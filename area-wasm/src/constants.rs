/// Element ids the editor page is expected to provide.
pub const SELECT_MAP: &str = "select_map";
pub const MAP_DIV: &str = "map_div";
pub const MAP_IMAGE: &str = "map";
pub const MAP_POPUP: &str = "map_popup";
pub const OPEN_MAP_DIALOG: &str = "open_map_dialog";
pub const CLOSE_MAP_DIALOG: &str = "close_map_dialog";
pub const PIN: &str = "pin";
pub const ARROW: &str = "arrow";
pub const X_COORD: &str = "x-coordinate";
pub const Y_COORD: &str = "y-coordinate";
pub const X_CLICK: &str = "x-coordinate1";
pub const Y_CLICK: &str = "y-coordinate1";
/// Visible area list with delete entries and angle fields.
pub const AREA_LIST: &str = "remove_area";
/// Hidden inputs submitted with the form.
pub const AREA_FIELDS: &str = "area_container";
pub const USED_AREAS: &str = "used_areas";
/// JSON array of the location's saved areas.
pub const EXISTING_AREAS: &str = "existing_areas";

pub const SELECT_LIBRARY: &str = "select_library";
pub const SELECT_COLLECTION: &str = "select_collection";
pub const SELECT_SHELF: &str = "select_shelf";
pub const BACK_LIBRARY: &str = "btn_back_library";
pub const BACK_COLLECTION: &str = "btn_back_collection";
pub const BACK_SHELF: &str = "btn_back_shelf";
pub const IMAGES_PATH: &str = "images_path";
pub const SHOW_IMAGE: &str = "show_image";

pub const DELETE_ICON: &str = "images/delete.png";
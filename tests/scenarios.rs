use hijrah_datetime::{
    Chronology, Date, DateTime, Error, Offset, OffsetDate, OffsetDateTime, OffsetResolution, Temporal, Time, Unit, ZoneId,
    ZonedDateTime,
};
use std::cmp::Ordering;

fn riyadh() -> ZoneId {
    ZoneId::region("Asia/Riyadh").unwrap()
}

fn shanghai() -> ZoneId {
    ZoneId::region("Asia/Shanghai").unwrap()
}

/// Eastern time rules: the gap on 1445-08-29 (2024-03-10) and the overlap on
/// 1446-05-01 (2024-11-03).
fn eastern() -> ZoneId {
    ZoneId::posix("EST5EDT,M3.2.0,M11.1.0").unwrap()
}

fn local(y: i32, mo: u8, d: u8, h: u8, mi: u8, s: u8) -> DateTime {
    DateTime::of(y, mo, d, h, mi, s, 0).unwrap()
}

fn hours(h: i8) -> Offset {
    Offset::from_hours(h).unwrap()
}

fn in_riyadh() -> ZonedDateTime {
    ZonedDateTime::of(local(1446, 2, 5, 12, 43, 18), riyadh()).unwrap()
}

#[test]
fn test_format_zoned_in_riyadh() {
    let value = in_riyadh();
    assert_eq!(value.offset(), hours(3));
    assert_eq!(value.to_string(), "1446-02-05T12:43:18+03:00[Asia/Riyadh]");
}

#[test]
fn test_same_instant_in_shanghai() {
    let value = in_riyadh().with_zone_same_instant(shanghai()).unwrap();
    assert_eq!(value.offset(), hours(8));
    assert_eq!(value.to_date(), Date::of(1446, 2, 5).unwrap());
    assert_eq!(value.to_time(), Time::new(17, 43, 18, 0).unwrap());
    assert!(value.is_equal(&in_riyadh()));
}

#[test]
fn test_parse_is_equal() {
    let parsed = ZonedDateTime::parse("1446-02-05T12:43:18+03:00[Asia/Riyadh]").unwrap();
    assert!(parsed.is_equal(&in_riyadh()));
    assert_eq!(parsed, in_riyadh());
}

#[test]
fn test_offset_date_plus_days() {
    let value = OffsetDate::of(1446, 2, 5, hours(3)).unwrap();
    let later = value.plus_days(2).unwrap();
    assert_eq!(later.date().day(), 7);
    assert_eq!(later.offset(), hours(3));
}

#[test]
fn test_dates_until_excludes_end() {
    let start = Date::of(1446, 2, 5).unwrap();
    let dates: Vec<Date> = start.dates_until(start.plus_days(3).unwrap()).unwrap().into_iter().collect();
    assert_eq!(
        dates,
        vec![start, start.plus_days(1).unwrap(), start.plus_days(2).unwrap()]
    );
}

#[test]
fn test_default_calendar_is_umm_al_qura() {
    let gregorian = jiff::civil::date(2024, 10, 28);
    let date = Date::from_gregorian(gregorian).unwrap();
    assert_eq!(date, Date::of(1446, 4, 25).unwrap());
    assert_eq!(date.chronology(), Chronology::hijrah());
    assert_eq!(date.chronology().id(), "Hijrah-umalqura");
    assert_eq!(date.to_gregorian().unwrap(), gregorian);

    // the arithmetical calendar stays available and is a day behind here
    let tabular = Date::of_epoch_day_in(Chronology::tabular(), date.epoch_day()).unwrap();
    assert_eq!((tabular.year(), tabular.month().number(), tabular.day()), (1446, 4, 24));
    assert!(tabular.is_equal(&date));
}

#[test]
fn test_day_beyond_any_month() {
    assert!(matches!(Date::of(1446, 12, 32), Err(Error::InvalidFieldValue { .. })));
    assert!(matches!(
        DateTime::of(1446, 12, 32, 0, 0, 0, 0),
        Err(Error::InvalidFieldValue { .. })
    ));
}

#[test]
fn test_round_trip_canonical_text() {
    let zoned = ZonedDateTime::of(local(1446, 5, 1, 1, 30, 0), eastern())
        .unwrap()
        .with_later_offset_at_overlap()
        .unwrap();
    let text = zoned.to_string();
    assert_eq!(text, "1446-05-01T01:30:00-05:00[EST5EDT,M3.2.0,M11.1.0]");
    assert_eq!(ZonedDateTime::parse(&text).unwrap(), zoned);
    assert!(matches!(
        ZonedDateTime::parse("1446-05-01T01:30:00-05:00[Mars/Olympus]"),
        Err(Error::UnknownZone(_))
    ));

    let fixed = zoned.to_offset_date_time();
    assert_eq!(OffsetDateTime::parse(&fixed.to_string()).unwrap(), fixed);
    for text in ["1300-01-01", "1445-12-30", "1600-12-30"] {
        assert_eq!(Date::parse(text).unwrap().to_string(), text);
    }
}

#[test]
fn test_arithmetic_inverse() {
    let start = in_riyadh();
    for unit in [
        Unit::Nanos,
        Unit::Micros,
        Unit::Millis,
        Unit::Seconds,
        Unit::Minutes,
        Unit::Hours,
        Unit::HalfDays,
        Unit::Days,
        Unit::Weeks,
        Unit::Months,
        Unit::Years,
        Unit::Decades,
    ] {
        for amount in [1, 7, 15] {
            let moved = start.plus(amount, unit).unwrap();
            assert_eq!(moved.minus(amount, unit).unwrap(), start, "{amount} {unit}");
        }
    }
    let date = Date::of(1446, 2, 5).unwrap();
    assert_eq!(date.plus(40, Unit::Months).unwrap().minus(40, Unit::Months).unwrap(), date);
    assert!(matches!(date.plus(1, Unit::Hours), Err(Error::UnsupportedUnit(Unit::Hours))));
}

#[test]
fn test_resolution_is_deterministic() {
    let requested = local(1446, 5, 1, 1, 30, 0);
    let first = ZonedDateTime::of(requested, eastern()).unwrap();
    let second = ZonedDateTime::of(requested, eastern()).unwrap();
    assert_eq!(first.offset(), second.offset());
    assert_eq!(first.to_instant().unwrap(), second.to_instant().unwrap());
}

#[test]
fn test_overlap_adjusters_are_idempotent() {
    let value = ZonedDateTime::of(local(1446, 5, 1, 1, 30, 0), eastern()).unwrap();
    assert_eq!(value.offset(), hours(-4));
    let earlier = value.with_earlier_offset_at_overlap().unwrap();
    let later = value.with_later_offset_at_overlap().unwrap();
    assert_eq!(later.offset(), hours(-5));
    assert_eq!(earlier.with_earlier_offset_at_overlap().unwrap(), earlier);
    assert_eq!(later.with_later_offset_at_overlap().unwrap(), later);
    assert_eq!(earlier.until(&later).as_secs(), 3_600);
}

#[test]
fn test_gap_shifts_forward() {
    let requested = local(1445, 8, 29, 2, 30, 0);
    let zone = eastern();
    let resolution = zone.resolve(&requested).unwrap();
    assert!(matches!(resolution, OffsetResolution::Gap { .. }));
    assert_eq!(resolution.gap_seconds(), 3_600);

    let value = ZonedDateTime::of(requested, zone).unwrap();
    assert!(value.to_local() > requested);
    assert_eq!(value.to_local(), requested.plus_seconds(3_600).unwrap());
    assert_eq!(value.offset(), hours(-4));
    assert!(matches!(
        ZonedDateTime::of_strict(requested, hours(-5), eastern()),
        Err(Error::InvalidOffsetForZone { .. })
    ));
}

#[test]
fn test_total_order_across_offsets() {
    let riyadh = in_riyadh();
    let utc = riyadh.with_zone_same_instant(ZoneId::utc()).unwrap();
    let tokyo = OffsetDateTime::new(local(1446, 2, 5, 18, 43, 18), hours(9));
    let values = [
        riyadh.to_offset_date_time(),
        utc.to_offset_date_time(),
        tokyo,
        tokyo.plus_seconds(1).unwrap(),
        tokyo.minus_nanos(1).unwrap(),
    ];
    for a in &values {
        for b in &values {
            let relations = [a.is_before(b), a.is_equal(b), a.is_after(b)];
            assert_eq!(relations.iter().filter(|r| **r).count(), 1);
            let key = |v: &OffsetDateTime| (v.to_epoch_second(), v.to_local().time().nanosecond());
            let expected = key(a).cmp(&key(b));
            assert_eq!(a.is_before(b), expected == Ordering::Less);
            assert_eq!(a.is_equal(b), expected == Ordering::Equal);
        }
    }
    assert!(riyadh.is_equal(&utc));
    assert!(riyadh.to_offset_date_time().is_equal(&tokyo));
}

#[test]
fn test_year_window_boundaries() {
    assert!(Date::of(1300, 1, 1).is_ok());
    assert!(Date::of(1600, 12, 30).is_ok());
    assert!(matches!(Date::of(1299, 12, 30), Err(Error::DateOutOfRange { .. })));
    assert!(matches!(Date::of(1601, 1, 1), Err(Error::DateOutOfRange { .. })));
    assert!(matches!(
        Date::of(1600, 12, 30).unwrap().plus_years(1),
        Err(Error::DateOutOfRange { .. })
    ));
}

==

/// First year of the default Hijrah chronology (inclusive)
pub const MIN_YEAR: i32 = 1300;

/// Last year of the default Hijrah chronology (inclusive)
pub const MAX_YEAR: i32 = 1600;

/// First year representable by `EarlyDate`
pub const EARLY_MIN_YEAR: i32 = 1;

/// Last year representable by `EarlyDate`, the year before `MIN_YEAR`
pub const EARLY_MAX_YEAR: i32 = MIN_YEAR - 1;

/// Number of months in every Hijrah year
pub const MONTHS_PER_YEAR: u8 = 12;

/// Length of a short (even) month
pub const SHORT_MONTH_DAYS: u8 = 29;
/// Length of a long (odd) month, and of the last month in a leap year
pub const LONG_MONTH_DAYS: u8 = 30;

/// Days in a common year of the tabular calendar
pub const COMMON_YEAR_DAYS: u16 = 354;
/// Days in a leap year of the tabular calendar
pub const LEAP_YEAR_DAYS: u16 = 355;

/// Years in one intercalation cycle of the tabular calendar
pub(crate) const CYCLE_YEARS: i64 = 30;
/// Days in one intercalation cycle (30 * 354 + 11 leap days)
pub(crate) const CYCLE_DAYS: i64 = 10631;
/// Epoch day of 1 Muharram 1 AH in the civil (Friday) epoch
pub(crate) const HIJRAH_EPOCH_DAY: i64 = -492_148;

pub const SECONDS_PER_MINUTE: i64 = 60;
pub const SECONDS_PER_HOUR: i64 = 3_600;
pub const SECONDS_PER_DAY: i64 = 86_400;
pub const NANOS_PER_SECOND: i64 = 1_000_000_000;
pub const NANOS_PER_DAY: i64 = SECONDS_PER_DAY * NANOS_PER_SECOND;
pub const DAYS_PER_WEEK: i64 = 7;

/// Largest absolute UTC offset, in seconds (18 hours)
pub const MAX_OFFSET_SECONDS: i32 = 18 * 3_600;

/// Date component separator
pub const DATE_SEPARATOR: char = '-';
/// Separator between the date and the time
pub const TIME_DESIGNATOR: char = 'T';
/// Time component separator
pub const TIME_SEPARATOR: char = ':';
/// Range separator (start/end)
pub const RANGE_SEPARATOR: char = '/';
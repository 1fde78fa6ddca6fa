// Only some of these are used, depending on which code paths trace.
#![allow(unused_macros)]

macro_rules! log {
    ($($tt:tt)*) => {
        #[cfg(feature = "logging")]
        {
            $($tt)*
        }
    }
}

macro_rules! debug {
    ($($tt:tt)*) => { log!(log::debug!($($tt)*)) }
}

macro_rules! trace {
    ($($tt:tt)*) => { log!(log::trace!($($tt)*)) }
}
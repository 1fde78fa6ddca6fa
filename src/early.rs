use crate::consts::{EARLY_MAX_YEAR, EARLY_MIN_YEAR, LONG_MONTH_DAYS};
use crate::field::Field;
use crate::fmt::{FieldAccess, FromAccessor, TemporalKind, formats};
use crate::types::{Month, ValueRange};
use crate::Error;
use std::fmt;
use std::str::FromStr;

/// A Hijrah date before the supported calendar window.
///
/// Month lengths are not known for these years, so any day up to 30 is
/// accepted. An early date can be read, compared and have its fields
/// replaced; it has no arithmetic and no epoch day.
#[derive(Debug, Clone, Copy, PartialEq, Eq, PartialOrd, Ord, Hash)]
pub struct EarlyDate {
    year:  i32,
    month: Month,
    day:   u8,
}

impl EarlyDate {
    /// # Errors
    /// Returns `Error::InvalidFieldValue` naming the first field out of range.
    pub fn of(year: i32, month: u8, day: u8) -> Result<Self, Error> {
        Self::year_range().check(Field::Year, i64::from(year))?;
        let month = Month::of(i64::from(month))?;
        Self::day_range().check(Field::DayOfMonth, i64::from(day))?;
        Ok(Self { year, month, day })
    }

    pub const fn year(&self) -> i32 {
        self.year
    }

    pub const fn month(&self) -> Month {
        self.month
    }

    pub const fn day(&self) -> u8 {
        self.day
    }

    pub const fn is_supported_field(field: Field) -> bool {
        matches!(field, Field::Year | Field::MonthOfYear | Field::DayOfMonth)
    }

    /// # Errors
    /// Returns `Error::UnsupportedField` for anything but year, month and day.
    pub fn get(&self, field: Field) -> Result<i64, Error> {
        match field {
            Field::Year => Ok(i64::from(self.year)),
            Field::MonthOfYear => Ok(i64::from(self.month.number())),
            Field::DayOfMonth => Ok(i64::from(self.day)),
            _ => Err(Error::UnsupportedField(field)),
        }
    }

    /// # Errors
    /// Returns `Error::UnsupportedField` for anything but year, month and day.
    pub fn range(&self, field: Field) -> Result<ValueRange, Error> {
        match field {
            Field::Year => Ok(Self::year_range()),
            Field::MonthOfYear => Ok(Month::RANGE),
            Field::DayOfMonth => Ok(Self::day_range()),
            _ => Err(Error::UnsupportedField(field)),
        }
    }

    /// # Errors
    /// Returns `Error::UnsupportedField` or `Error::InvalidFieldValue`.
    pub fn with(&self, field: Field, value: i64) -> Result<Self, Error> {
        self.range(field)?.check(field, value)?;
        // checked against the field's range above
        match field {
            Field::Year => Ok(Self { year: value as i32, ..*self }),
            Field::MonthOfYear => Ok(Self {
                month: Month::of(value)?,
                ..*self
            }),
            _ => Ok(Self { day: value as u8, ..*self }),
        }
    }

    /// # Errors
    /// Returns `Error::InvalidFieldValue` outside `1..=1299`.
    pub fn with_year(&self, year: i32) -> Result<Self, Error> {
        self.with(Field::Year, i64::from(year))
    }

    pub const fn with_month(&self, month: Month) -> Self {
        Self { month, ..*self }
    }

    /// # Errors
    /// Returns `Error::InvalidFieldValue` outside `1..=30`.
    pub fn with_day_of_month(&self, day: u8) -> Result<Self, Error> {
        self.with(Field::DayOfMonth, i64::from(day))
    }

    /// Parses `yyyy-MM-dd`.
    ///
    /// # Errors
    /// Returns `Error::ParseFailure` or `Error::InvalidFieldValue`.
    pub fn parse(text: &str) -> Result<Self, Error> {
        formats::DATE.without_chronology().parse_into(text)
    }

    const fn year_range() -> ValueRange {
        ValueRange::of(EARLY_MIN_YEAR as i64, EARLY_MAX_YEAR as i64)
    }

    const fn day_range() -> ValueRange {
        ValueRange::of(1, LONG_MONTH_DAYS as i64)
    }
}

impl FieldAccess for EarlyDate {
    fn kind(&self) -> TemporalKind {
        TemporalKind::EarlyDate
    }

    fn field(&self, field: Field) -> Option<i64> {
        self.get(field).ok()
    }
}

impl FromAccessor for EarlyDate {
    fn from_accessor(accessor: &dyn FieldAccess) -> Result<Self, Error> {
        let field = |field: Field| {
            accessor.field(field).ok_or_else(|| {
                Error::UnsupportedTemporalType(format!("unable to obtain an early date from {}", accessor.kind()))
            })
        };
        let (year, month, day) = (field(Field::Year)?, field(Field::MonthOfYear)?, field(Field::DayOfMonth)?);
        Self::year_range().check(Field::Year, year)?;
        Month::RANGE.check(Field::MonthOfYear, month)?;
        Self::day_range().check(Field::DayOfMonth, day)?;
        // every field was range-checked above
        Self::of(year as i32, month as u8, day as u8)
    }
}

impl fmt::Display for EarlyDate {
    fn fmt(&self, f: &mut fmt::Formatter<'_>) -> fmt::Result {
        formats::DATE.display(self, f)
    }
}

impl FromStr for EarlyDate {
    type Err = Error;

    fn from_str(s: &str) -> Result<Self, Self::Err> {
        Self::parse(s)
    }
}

• **YOUR TASK**
Reproduce exactly, and with no other material, the lines between those holding "filename area-wasm/src/constants.rs" and "pub const MAP_POPUP: &str", inclusive.

• **ANSWER AREA**
filename area-wasm/src/constants.rs
/// Element ids the editor page is expected to provide.
pub const SELECT_MAP: &str = "select_map";
pub const MAP_DIV: &str = "map_div";
pub const MAP_IMAGE: &str = "map";
pub const MAP_POPUP: &str = "map_popup";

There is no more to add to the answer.